Again, if I just needed assembly line workers or warm bodies that could bill in a consultant sweatshop, that’s a different story. But I don’t want to be in such a hiring position.


>I think that a good person can do 5x more than an ok person, maybe even more

This is really surprising to me, and I'm not sure how this can be the case. I would imagine that this would be true of a high level position at the top of their game, able to define their own schedules & goals.
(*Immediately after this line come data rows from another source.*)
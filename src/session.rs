use std::{sync::Arc, time::Duration};

use crate::{
    command::{CommandLink, CommandSender, Reply},
    config::SessionConfig,
    error::{Result, TelloError},
    scheduler::{CommandScheduler, PeriodicEntry, KEEPALIVE_CMD},
    telemetry::{TelemetryFrame, TelemetryLink},
    video::{FfmpegSource, Frame, FrameSource, VideoLink},
};

/// Command, telemetry and video channels of one vehicle behind a single
/// connect / start / stop lifecycle.
pub struct TelloSession {
    config: SessionConfig,
    link: Arc<CommandLink>,
    telemetry: TelemetryLink,
    scheduler: CommandScheduler,
    video: VideoLink,
}

impl TelloSession {
    /// Binds the sockets. Video is decoded through `ffmpeg`, spawned by
    /// [`TelloSession::start_video`].
    pub fn new(config: SessionConfig) -> Result<Self> {
        let source = FfmpegSource::new(config.video.clone(), config.image_size);
        Self::with_video_source(config, Box::new(source))
    }

    pub fn with_video_source(config: SessionConfig, source: Box<dyn FrameSource>) -> Result<Self> {
        let link = Arc::new(CommandLink::bind(
            &config.command_bind,
            &config.command,
            config.read_timeout,
        )?);
        let telemetry = TelemetryLink::bind(&config.telemetry, config.read_timeout)?;
        let scheduler = CommandScheduler::new(
            link.clone(),
            config.tick,
            config.reply_timeout,
            config.keepalive_period,
        );
        let video = VideoLink::new(source, config.image_size, link.clone());
        Ok(Self {
            config,
            link,
            telemetry,
            scheduler,
            video,
        })
    }

    pub fn config(&self) -> &SessionConfig {
        &self.config
    }

    /// Shared handle for components that issue their own commands.
    pub fn commands(&self) -> Arc<dyn CommandSender> {
        self.link.clone()
    }

    /// Starts the reply listener and sends the handshake until the vehicle
    /// answers, giving up after `connect_retries` attempts.
    pub fn connect(&self) -> Result<()> {
        let method_name = "connect";
        self.link.start()?;
        if self.config.offline {
            tracing::info!(method_name, "offline mode, handshake skipped");
            return Ok(());
        }
        let attempts = self.config.connect_retries.max(1);
        for attempt in 1..=attempts {
            tracing::info!(method_name, attempt, "waiting to connect to tello...");
            if let Reply::Text(reply) = self.link.send_and_wait(KEEPALIVE_CMD, self.config.reply_timeout) {
                tracing::info!(method_name, reply = reply.trim_end(), "connected to tello");
                return Ok(());
            }
        }
        tracing::error!(method_name, attempts, "tello does not answer");
        Err(TelloError::NotConnected { attempts })
    }

    /// Starts the periodic commands and the telemetry listener.
    pub fn start(&self) -> Result<()> {
        self.link.start()?;
        self.scheduler.start()?;
        self.telemetry.start()
    }

    /// Starts the decoder and the stream. Once stopped, video can't be restarted
    /// on the same session.
    pub fn start_video(&self) -> Result<()> {
        self.video.start()
    }

    pub fn stop_video(&self) {
        self.video.stop();
    }

    /// Tears down in order: scheduler, telemetry, video (after `streamoff`),
    /// then the command listener. Each loop is joined before the next one
    /// stops, so nothing reaches the wire after `streamoff`.
    pub fn stop(&self) {
        tracing::info!(method_name = "stop", "closing tello session");
        self.scheduler.stop();
        self.scheduler.join();
        self.telemetry.stop();
        self.telemetry.join();
        self.video.stop();
        self.video.join();
        self.link.stop();
        self.link.join();
    }

    pub fn send_blocking(&self, cmd: &str, timeout: Duration) -> Reply {
        self.link.send_and_wait(cmd, timeout)
    }

    pub fn send_async(&self, cmd: &str) {
        self.link.send(cmd);
    }

    pub fn register_periodic(&self, cmd: &str, period_ticks: u64, label: &str) {
        self.scheduler.register(cmd, period_ticks, label);
    }

    pub fn periodic_entries(&self) -> Vec<PeriodicEntry> {
        self.scheduler.entries()
    }

    pub fn latest_telemetry(&self) -> Arc<TelemetryFrame> {
        self.telemetry.latest()
    }

    /// Blocks until a new frame arrives, `None` after the video is stopped.
    pub fn latest_frame(&self) -> Option<Frame> {
        self.video.get_frame()
    }

    pub fn latest_frame_timeout(&self, timeout: Duration) -> Option<Frame> {
        self.video.get_frame_timeout(timeout)
    }

    pub fn try_latest_frame(&self) -> Option<Frame> {
        self.video.try_frame()
    }

    pub fn takeoff(&self) {
        self.send_async("takeoff");
    }

    pub fn land(&self) {
        self.send_async("land");
    }

    pub fn up(&self, cm: u32) {
        self.send_async(&format!("up {cm}"));
    }

    pub fn down(&self, cm: u32) {
        self.send_async(&format!("down {cm}"));
    }

    pub fn cw(&self, deg: u32) {
        self.send_async(&format!("cw {deg}"));
    }

    pub fn ccw(&self, deg: u32) {
        self.send_async(&format!("ccw {deg}"));
    }
}
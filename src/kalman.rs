use nalgebra::{Matrix2, Matrix2x4, Matrix4, Point2, Vector2, Vector4};

/// Tuning of the constant-velocity estimator. Small process noise favours a
/// smooth output over a fast one.
#[derive(Debug, Clone, Copy, PartialEq)]
pub struct KalmanConfig {
    pub process_noise: f32,
    pub measurement_noise: f32,
}

impl Default for KalmanConfig {
    fn default() -> Self {
        Self {
            process_noise: 0.01,
            measurement_noise: 1.0,
        }
    }
}

/// Constant-velocity 2D estimator over the state `(x, y, vx, vy)`.
///
/// Observations are taken relative to the origin given to [`Kalman2d::init`],
/// the estimator itself always starts at rest at zero. Predictions are handed
/// back in the caller's coordinates.
#[derive(Debug, Clone)]
pub struct Kalman2d {
    transition: Matrix4<f32>,
    measurement: Matrix2x4<f32>,
    process_cov: Matrix4<f32>,
    measurement_cov: Matrix2<f32>,
    // a priori estimate, produced by the last predict
    state_pre: Vector4<f32>,
    cov_pre: Matrix4<f32>,
    origin: Vector2<f32>,
    last_prediction: Point2<f32>,
    current_prediction: Point2<f32>,
}

impl Kalman2d {
    pub fn new(config: KalmanConfig) -> Self {
        #[rustfmt::skip]
        let transition = Matrix4::new(
            1.0, 0.0, 1.0, 0.0,
            0.0, 1.0, 0.0, 1.0,
            0.0, 0.0, 1.0, 0.0,
            0.0, 0.0, 0.0, 1.0,
        );
        #[rustfmt::skip]
        let measurement = Matrix2x4::new(
            1.0, 0.0, 0.0, 0.0,
            0.0, 1.0, 0.0, 0.0,
        );
        Self {
            transition,
            measurement,
            process_cov: Matrix4::identity() * config.process_noise,
            measurement_cov: Matrix2::identity() * config.measurement_noise,
            state_pre: Vector4::zeros(),
            cov_pre: Matrix4::zeros(),
            origin: Vector2::zeros(),
            last_prediction: Point2::origin(),
            current_prediction: Point2::origin(),
        }
    }

    /// Resets to a fresh estimator seeded at `(x0, y0)`.
    pub fn init(&mut self, x0: f32, y0: f32) {
        self.origin = Vector2::new(x0, y0);
        self.state_pre = Vector4::zeros();
        self.cov_pre = Matrix4::zeros();
        self.last_prediction = Point2::new(x0, y0);
        self.current_prediction = Point2::new(x0, y0);
    }

    pub fn origin(&self) -> Point2<f32> {
        Point2::from(self.origin)
    }

    /// Folds `(x, y)` into the estimate when `correct` is set, then advances
    /// one step. With `correct == false` the observation is ignored and the
    /// estimator coasts on its velocity. Returns (previous, current) prediction.
    pub fn predict_and_update(&mut self, x: f32, y: f32, correct: bool) -> (Point2<f32>, Point2<f32>) {
        self.last_prediction = self.current_prediction;

        let (state_post, cov_post) = if correct {
            self.correct(Vector2::new(x, y) - self.origin)
        } else {
            (self.state_pre, self.cov_pre)
        };

        self.state_pre = self.transition * state_post;
        self.cov_pre = self.transition * cov_post * self.transition.transpose() + self.process_cov;

        let position = self.measurement * self.state_pre + self.origin;
        self.current_prediction = Point2::from(position);
        (self.last_prediction, self.current_prediction)
    }

    fn correct(&self, z: Vector2<f32>) -> (Vector4<f32>, Matrix4<f32>) {
        let h = &self.measurement;
        let innovation_cov = h * self.cov_pre * h.transpose() + self.measurement_cov;
        let Some(inv) = innovation_cov.try_inverse() else {
            tracing::warn!(method_name = "kalman_correct", "singular innovation covariance, skip correction");
            return (self.state_pre, self.cov_pre);
        };
        let gain = self.cov_pre * h.transpose() * inv;
        let state = self.state_pre + gain * (z - h * self.state_pre);
        let cov = (Matrix4::identity() - gain * h) * self.cov_pre;
        (state, cov)
    }

    /// Velocity part of the current estimate.
    pub fn velocity(&self) -> Vector2<f32> {
        Vector2::new(self.state_pre[2], self.state_pre[3])
    }
}

impl Default for Kalman2d {
    fn default() -> Self {
        Self::new(KalmanConfig::default())
    }
}

#[cfg(test)]
mod tests {
    use super::*;

    #[test]
    fn test_converges_on_stationary_target() {
        let mut kf = Kalman2d::default();
        kf.init(0.0, 0.0);
        let target = Point2::new(10.0_f32, -5.0);
        let errors: Vec<[f32; 2]> = (0..150)
            .map(|_| {
                let (_, cp) = kf.predict_and_update(target.x, target.y, true);
                [(cp.x - target.x).abs(), (cp.y - target.y).abs()]
            })
            .collect();

        for axis in 0..2 {
            let initial = errors[0][axis];
            // one overshoot, then the error envelope shrinks every swing
            assert!(errors[7..].iter().all(|e| e[axis] < 0.35 * initial), "axis {axis}");
            let peaks: Vec<f32> = errors
                .chunks(15)
                .map(|w| w.iter().map(|e| e[axis]).fold(0.0, f32::max))
                .collect();
            for pair in peaks.windows(2) {
                assert!(pair[1] < pair[0] || pair[1] < 1e-3, "axis {axis}: {peaks:?}");
            }
            assert!(errors[149][axis] < 0.01, "axis {axis}: {}", errors[149][axis]);
        }
    }

    #[test]
    fn test_init_offset_is_rebiased() {
        let mut kf = Kalman2d::default();
        kf.init(320.0, 240.0);
        for _ in 0..20 {
            let (_, cp) = kf.predict_and_update(320.0, 240.0, true);
            assert!((cp.x - 320.0).abs() < 1e-4);
            assert!((cp.y - 240.0).abs() < 1e-4);
        }
    }

    #[test]
    fn test_returns_previous_and_current() {
        let mut kf = Kalman2d::default();
        kf.init(0.0, 0.0);
        let (_, first) = kf.predict_and_update(4.0, 4.0, true);
        let (prev, _) = kf.predict_and_update(4.0, 4.0, true);
        assert_eq!(prev, first);
    }

    #[test]
    fn test_prediction_only_ignores_observation() {
        let mut a = Kalman2d::default();
        a.init(0.0, 0.0);
        for _ in 0..30 {
            a.predict_and_update(5.0, 5.0, true);
        }
        let mut b = a.clone();
        let (_, pa) = a.predict_and_update(100.0, -100.0, false);
        let (_, pb) = b.predict_and_update(-3.0, 42.0, false);
        assert_eq!(pa, pb);
        let (_, pa) = a.predict_and_update(1.0, 1.0, false);
        let (_, pb) = b.predict_and_update(9.0, 9.0, false);
        assert_eq!(pa, pb);
    }

    #[test]
    fn test_coasts_with_velocity() {
        let mut kf = Kalman2d::default();
        kf.init(0.0, 0.0);
        let mut x = 0.0;
        for _ in 0..200 {
            x += 2.0;
            kf.predict_and_update(x, 0.0, true);
        }
        assert!((kf.velocity().x - 2.0).abs() < 0.05);
        let (prev, cur) = kf.predict_and_update(0.0, 0.0, false);
        assert!(cur.x > prev.x);
    }

    #[test]
    fn test_init_resets_estimate() {
        let mut kf = Kalman2d::default();
        kf.init(0.0, 0.0);
        for _ in 0..50 {
            kf.predict_and_update(30.0, 30.0, true);
        }
        kf.init(1.0, 1.0);
        assert_eq!(kf.velocity(), Vector2::zeros());
        let (_, cp) = kf.predict_and_update(1.0, 1.0, true);
        assert_eq!(cp, Point2::new(1.0, 1.0));
    }
}
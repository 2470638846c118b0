use std::{
    sync::{Arc, Condvar, Mutex, RwLock},
    time::Duration,
};

/// Latest-value cell: one writer replaces the whole value, readers get a
/// shared handle to a complete value and never see a partial write.
#[derive(Debug)]
pub struct Latest<T> {
    inner: RwLock<Option<Arc<T>>>,
}

impl<T> Default for Latest<T> {
    fn default() -> Self {
        Self {
            inner: RwLock::new(None),
        }
    }
}

impl<T> Latest<T> {
    pub fn new() -> Self {
        Self::default()
    }

    pub fn publish(&self, value: T) {
        let value = Arc::new(value);
        match self.inner.write() {
            Ok(mut g) => *g = Some(value),
            Err(poisoned) => *poisoned.into_inner() = Some(value),
        }
    }

    pub fn get(&self) -> Option<Arc<T>> {
        match self.inner.read() {
            Ok(g) => g.clone(),
            Err(poisoned) => poisoned.into_inner().clone(),
        }
    }

    pub fn clear(&self) {
        match self.inner.write() {
            Ok(mut g) => *g = None,
            Err(poisoned) => *poisoned.into_inner() = None,
        }
    }
}

#[derive(Debug)]
struct SlotState<T> {
    value: Option<T>,
    closed: bool,
    dropped: u64,
}

/// Capacity-1 hand-off slot. Publishing over an untaken value discards the
/// old one, consumers always get the freshest value.
#[derive(Debug)]
pub struct SingleSlot<T> {
    state: Mutex<SlotState<T>>,
    ready: Condvar,
}

impl<T> Default for SingleSlot<T> {
    fn default() -> Self {
        Self {
            state: Mutex::new(SlotState {
                value: None,
                closed: false,
                dropped: 0,
            }),
            ready: Condvar::new(),
        }
    }
}

impl<T> SingleSlot<T> {
    pub fn new() -> Self {
        Self::default()
    }

    fn lock(&self) -> std::sync::MutexGuard<'_, SlotState<T>> {
        self.state.lock().unwrap_or_else(|p| p.into_inner())
    }

    /// Overwrites any value nobody took yet.
    pub fn publish(&self, value: T) {
        let mut g = self.lock();
        if g.value.replace(value).is_some() {
            g.dropped += 1;
        }
        drop(g);
        self.ready.notify_all();
    }

    /// Blocks until a value is published, returns `None` once the slot is closed.
    pub fn take(&self) -> Option<T> {
        let g = self.lock();
        let mut g = self
            .ready
            .wait_while(g, |st| st.value.is_none() && !st.closed)
            .unwrap_or_else(|p| p.into_inner());
        g.value.take()
    }

    pub fn take_timeout(&self, timeout: Duration) -> Option<T> {
        let g = self.lock();
        let (mut g, _) = self
            .ready
            .wait_timeout_while(g, timeout, |st| st.value.is_none() && !st.closed)
            .unwrap_or_else(|p| p.into_inner());
        g.value.take()
    }

    pub fn try_take(&self) -> Option<T> {
        self.lock().value.take()
    }

    /// Wakes every blocked consumer; later `take` calls return immediately.
    pub fn close(&self) {
        self.lock().closed = true;
        self.ready.notify_all();
    }

    pub fn dropped(&self) -> u64 {
        self.lock().dropped
    }
}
For a typical worker with clearly defined short & long term objectives defined by the organization, how does one become 5X more productive? Clearly my heuristics about the tech industry are way out of step with reality.

However, I could see something like this happening in my own field: academia. As a bioinformatics postdoc, the bread & butter work most of my colleagues do is routine, so they can hit their goals fairly predictably. My project, in comparison, is mostly ad-hoc, struggling to parse a novel dataset right on the edge of what is technically possible. My productivity is in the toilet, and I can imagine a different researcher in my position being 5-10x more productive. This is not how I imagined the tech industry working, though.


I used to do a lot of programming and the multiples are really high, especially since bad programmers can have negative productivity (kind of like Hammerstein-Equord’s stupid and industrious quadrant).

I remember a McKinsey study from the 80s or 90s that talked about 10x productivity but I can’t find it so maybe I’m misremembering. I don’t think people who actually try to measure this succeed well. I run away from anyone trying to precisely measure programmer productivity because it usually means some point haired boss will try to optimize on lines of code or something stupid.

So for me, it’s a bit of a hunch but a strong hunch. I’ve worked in shops of 100 devs where a single dev wrote the entire authentication stack that teams couldn’t handle. And I have lots more stories like this.

Nowadays I do “strategy” and I’d say the multiple is more than 10x in that there’s usually some magic mix to a good strategy that can’t be accomplished with giant committees and tons of hours. When it comes to creative tasks, I think the productivity leap from “ok” to “good” and from “good” to “super” is really high. Not every job is like this, but I think these are the most fun and so try to go towards them and away from commodity work.

I have limited experience in academia but have seen authors quickly crank out really useful papers where teams have been working for months. I suspect that’s more about just having good alignment of capability and need instead of some magic or intrinsic productivity power.

Personally my productivity is pretty sucky so I’m in a situation where I don’t meet my criteria but am lucky enough to get to work on cool stuff.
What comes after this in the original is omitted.